**Exercise aim**
Please output the section of the listing below that opens with the line containing "use async_trait::async_trait;" and closes with the line containing "pub trait ZoneStore: Send", exactly and with nothing else.

**Recorded data**

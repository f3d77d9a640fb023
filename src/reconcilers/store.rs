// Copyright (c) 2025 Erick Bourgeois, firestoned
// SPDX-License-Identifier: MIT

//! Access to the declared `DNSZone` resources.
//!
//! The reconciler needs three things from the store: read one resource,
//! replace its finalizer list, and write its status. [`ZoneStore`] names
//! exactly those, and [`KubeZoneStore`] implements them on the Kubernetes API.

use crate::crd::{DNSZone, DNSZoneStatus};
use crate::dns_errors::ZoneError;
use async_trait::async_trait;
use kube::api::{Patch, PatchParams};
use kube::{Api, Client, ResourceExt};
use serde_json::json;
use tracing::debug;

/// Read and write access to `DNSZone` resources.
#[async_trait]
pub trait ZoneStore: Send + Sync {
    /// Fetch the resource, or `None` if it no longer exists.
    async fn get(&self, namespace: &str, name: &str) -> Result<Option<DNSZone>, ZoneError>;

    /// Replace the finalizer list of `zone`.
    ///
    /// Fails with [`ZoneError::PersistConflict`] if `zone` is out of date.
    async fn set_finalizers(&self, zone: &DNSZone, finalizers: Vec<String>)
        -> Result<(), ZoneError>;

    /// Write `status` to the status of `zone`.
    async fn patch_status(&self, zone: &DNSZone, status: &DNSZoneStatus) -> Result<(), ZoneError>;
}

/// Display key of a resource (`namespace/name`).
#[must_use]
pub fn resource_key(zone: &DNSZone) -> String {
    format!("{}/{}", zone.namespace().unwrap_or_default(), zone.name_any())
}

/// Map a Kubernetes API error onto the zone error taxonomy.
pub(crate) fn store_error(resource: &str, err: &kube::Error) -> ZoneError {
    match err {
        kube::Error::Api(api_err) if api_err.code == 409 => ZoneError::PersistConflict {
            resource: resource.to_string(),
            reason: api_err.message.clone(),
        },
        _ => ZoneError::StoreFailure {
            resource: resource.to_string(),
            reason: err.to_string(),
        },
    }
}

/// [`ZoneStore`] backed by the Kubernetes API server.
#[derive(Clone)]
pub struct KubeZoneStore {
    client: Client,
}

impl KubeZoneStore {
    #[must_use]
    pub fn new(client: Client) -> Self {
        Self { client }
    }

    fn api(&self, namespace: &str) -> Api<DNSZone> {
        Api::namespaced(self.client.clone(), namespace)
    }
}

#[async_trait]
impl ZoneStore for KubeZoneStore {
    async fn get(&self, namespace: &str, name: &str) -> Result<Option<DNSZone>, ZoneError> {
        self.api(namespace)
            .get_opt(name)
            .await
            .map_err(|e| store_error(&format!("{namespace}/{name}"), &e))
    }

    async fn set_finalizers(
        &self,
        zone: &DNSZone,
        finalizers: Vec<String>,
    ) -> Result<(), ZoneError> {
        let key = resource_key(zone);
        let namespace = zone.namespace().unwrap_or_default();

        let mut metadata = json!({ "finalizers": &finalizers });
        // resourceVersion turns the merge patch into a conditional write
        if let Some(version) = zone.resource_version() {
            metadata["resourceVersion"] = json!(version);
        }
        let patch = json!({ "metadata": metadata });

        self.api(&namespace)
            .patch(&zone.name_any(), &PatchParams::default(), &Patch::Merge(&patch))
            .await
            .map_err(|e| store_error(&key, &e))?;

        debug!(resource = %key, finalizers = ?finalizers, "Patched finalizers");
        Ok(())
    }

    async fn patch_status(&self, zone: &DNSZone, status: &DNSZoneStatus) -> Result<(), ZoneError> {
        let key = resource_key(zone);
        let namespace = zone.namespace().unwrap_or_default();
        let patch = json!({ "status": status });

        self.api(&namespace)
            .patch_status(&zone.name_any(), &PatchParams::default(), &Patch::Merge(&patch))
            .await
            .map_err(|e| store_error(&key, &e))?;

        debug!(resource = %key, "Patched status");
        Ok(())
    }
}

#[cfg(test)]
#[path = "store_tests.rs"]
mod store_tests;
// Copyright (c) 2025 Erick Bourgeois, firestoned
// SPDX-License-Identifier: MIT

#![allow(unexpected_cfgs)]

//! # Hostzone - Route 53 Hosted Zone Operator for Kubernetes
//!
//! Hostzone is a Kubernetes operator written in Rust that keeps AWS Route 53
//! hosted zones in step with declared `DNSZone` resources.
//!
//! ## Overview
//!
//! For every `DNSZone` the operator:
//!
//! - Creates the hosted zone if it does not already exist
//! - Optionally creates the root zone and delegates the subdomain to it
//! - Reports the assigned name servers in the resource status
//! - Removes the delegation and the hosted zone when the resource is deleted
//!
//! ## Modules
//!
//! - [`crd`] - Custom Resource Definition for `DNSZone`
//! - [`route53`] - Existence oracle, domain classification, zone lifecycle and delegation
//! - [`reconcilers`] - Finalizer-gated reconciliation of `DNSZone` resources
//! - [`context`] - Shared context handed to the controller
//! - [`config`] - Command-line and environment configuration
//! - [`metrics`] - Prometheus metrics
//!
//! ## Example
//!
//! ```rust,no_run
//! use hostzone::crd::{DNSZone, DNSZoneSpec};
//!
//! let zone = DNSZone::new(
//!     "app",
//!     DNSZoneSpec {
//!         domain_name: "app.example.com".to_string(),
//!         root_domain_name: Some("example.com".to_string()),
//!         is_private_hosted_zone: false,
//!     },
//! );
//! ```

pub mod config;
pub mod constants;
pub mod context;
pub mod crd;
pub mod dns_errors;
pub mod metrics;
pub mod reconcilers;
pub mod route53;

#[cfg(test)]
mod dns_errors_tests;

**Response**
use async_trait::async_trait;
use kube::api::{Patch, PatchParams};
use kube::{Api, Client, ResourceExt};
use serde_json::json;
use tracing::debug;

/// Read and write access to `DNSZone` resources.
#[async_trait]
pub trait ZoneStore: Send + Sync {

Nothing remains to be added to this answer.